Exercise brief:
Each line below that contains the word "core" must be copied.

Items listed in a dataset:
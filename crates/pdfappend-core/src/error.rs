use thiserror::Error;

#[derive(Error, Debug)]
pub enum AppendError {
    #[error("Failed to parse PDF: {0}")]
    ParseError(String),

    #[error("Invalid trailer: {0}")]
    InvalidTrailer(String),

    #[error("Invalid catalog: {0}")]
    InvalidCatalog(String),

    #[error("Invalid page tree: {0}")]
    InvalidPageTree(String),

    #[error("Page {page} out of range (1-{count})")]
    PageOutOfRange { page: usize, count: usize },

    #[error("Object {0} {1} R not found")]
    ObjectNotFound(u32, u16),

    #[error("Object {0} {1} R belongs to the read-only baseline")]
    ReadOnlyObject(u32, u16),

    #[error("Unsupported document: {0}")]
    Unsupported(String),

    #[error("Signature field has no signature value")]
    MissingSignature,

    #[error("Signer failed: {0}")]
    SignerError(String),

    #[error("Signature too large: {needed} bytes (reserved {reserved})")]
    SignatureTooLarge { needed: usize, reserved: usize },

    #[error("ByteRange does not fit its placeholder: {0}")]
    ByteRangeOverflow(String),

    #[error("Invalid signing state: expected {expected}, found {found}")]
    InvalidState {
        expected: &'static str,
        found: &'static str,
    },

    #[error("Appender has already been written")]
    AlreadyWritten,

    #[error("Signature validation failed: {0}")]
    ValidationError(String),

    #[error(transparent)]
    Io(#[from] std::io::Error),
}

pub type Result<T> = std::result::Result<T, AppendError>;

...

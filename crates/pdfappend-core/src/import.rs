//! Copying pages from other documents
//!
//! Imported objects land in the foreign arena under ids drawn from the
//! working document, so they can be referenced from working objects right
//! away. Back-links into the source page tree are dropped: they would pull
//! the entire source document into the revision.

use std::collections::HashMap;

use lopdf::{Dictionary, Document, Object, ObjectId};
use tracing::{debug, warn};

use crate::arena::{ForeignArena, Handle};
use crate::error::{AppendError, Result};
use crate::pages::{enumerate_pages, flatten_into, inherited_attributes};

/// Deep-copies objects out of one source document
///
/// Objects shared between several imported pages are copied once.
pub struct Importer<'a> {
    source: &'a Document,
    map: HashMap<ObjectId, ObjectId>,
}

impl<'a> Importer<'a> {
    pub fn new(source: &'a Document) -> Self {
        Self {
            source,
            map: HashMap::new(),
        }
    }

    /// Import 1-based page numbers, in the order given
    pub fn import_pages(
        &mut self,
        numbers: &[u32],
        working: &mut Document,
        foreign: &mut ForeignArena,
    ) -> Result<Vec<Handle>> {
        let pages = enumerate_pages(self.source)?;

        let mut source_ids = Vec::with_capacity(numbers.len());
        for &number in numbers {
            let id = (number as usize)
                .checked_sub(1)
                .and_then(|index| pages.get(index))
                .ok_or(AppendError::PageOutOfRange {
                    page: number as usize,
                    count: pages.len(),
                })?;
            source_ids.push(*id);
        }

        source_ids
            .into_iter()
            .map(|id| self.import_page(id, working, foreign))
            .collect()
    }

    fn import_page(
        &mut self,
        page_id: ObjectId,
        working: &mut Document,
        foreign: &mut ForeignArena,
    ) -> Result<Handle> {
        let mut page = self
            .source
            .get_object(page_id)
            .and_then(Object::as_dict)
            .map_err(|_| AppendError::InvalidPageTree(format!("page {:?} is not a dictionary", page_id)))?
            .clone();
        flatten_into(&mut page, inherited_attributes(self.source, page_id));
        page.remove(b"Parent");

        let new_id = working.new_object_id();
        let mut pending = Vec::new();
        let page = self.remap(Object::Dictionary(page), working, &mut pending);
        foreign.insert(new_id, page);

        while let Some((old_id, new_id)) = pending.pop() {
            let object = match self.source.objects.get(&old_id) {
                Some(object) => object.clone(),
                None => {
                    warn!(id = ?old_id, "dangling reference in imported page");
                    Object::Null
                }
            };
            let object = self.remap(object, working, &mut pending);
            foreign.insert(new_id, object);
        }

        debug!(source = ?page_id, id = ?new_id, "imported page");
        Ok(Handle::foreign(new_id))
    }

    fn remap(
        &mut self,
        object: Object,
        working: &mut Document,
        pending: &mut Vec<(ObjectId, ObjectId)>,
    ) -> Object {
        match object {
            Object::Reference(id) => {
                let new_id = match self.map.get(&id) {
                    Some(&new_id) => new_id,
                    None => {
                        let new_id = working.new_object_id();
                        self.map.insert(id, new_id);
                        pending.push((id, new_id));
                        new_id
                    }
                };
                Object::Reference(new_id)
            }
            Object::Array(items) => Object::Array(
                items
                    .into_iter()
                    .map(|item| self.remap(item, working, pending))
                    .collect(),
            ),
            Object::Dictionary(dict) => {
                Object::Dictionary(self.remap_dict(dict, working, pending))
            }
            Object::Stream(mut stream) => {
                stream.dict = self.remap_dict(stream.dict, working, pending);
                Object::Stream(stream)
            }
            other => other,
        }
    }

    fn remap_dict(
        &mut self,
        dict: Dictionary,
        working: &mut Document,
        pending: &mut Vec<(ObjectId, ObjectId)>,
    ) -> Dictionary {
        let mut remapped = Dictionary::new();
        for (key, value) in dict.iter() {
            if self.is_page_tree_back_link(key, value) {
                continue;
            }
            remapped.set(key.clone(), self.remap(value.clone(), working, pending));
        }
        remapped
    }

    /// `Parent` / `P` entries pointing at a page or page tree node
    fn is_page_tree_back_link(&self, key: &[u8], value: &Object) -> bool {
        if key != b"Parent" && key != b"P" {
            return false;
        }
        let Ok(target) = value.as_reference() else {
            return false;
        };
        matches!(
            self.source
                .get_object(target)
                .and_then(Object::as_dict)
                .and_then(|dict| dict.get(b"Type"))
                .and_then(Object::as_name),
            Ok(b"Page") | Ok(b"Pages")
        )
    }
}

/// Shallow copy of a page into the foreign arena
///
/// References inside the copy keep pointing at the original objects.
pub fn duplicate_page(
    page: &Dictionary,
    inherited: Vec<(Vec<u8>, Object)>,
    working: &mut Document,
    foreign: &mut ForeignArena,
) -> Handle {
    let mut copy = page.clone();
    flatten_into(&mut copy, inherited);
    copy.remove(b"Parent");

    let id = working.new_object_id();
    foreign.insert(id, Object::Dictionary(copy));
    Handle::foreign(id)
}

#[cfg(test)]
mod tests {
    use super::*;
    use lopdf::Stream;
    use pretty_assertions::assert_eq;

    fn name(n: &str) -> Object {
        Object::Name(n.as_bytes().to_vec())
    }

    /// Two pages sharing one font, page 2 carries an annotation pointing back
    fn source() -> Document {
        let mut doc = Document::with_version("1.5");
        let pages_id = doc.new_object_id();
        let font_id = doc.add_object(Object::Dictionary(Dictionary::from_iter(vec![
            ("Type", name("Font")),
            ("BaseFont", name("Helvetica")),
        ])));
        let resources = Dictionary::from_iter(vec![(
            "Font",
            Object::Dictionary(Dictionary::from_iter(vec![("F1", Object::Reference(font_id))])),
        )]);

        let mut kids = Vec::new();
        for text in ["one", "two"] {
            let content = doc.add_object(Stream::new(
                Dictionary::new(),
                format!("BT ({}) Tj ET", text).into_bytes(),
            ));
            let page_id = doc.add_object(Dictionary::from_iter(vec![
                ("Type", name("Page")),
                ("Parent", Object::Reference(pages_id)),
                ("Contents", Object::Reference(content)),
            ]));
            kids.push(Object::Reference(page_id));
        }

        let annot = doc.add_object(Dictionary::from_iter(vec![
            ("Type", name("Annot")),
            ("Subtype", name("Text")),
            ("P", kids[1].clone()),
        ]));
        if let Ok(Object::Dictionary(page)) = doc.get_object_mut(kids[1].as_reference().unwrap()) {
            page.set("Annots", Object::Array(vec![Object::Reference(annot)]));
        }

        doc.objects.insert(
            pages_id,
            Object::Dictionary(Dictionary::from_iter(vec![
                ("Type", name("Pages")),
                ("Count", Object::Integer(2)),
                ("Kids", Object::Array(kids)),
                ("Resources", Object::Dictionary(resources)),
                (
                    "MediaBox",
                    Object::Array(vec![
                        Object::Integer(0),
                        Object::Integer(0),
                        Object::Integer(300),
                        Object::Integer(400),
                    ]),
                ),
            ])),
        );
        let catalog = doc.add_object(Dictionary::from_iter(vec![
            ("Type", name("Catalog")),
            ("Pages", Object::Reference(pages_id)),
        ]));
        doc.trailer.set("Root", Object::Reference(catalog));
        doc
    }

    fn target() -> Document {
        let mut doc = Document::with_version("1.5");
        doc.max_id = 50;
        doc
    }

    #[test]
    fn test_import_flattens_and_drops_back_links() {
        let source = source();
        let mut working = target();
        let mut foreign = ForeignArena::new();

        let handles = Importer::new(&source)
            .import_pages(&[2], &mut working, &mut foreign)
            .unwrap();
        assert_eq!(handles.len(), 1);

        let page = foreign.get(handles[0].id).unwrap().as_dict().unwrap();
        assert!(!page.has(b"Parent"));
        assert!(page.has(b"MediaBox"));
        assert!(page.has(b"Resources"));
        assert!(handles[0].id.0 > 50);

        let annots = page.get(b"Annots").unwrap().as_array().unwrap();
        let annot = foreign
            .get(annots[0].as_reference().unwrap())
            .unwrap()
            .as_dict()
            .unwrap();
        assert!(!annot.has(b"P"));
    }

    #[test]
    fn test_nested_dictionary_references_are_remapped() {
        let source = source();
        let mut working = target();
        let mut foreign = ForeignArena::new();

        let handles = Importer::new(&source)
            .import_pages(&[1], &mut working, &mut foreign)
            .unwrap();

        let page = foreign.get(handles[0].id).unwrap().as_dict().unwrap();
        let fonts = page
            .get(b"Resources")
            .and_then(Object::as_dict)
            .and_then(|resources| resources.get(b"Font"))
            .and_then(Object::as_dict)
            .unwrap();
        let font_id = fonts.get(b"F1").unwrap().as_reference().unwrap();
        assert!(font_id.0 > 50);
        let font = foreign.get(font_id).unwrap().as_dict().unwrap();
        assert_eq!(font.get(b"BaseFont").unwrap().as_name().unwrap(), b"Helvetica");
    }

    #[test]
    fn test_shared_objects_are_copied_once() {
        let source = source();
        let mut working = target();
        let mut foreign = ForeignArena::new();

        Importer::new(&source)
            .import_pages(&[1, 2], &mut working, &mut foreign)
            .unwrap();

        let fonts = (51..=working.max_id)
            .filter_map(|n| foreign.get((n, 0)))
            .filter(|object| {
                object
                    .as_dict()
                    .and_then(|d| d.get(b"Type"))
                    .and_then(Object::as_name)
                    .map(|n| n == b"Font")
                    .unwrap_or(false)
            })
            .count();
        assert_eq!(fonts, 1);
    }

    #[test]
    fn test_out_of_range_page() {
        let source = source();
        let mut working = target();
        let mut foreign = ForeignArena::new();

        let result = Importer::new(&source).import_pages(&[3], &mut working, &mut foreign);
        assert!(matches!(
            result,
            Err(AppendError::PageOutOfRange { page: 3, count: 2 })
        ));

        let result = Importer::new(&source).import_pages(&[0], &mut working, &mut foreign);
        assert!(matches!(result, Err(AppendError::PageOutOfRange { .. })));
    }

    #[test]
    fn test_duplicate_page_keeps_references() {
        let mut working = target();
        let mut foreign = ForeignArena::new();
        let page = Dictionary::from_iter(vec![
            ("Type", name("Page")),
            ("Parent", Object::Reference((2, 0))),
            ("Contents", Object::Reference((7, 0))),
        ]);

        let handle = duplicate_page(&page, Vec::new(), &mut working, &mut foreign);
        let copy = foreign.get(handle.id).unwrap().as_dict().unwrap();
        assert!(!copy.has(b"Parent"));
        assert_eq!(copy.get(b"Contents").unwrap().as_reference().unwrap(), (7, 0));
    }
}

---

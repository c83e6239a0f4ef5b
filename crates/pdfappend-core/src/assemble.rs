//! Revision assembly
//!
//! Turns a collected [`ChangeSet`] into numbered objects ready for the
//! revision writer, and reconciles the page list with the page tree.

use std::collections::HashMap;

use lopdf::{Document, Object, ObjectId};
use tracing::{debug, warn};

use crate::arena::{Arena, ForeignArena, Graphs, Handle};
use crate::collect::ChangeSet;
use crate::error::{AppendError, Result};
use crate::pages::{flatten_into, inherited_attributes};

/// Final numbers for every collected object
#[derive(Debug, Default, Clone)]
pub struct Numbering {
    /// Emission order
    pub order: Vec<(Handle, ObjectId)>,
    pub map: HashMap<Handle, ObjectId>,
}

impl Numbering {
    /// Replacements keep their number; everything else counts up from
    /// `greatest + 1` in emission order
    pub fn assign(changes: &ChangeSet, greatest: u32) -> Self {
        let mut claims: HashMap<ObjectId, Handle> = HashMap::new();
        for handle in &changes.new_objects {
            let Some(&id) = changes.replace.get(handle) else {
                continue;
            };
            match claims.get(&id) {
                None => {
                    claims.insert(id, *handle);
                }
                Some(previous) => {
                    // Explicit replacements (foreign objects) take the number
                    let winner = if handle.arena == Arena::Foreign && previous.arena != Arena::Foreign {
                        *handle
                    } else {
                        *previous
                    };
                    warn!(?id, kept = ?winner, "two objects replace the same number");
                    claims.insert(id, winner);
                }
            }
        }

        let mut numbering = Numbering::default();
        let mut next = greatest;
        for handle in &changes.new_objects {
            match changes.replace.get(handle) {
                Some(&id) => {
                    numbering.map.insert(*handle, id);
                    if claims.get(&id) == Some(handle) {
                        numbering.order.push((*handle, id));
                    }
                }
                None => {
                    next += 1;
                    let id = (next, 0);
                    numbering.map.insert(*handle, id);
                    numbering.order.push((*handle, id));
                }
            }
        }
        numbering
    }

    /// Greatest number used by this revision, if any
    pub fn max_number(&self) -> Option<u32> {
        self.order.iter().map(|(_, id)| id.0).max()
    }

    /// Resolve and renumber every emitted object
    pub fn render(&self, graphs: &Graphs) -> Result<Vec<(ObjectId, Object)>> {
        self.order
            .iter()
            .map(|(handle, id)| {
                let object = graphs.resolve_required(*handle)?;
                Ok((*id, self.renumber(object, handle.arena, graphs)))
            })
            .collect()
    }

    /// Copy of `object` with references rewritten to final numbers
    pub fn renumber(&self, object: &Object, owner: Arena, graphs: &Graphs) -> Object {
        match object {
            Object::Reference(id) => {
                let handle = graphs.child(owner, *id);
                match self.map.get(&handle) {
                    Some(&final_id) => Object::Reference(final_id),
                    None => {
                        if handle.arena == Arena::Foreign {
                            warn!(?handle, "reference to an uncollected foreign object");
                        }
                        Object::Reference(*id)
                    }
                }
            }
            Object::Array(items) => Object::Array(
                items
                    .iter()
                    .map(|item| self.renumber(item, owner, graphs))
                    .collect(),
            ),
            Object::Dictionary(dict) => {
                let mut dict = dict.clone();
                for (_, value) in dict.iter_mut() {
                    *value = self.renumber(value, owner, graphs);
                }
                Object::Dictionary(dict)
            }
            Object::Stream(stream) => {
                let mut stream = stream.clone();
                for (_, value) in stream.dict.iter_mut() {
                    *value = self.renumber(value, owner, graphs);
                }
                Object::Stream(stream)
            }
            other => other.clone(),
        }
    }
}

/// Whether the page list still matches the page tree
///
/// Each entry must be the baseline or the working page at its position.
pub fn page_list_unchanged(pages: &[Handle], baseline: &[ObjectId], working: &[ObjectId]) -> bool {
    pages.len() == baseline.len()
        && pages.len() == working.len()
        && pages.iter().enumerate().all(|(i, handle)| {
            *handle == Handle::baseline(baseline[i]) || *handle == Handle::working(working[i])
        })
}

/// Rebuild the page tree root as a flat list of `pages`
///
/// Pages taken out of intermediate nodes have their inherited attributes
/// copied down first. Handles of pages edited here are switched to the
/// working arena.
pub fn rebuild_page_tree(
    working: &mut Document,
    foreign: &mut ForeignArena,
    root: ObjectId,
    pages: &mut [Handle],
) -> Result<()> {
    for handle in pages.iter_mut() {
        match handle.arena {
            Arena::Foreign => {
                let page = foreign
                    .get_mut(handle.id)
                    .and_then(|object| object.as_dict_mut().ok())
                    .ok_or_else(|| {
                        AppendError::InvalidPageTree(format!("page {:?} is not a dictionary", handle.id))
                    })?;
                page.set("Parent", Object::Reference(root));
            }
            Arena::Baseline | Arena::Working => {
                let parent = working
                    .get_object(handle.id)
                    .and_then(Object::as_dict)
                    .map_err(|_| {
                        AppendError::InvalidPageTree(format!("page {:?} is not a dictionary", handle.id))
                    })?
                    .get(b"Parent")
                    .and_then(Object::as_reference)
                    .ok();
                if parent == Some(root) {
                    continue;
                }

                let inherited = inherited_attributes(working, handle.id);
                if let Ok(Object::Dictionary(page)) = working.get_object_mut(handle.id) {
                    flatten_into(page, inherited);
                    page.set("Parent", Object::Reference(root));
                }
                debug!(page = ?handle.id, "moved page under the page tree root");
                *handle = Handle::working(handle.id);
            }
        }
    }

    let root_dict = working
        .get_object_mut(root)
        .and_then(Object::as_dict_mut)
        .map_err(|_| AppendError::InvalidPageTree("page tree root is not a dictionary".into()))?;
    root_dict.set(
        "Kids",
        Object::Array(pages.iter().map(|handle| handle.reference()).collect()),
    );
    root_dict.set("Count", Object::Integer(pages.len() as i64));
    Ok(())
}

Result of the exercise:
filename crates/pdfappend-core/src/error.rs
filename crates/pdfappend-core/src/import.rs
filename crates/pdfappend-core/src/assemble.rs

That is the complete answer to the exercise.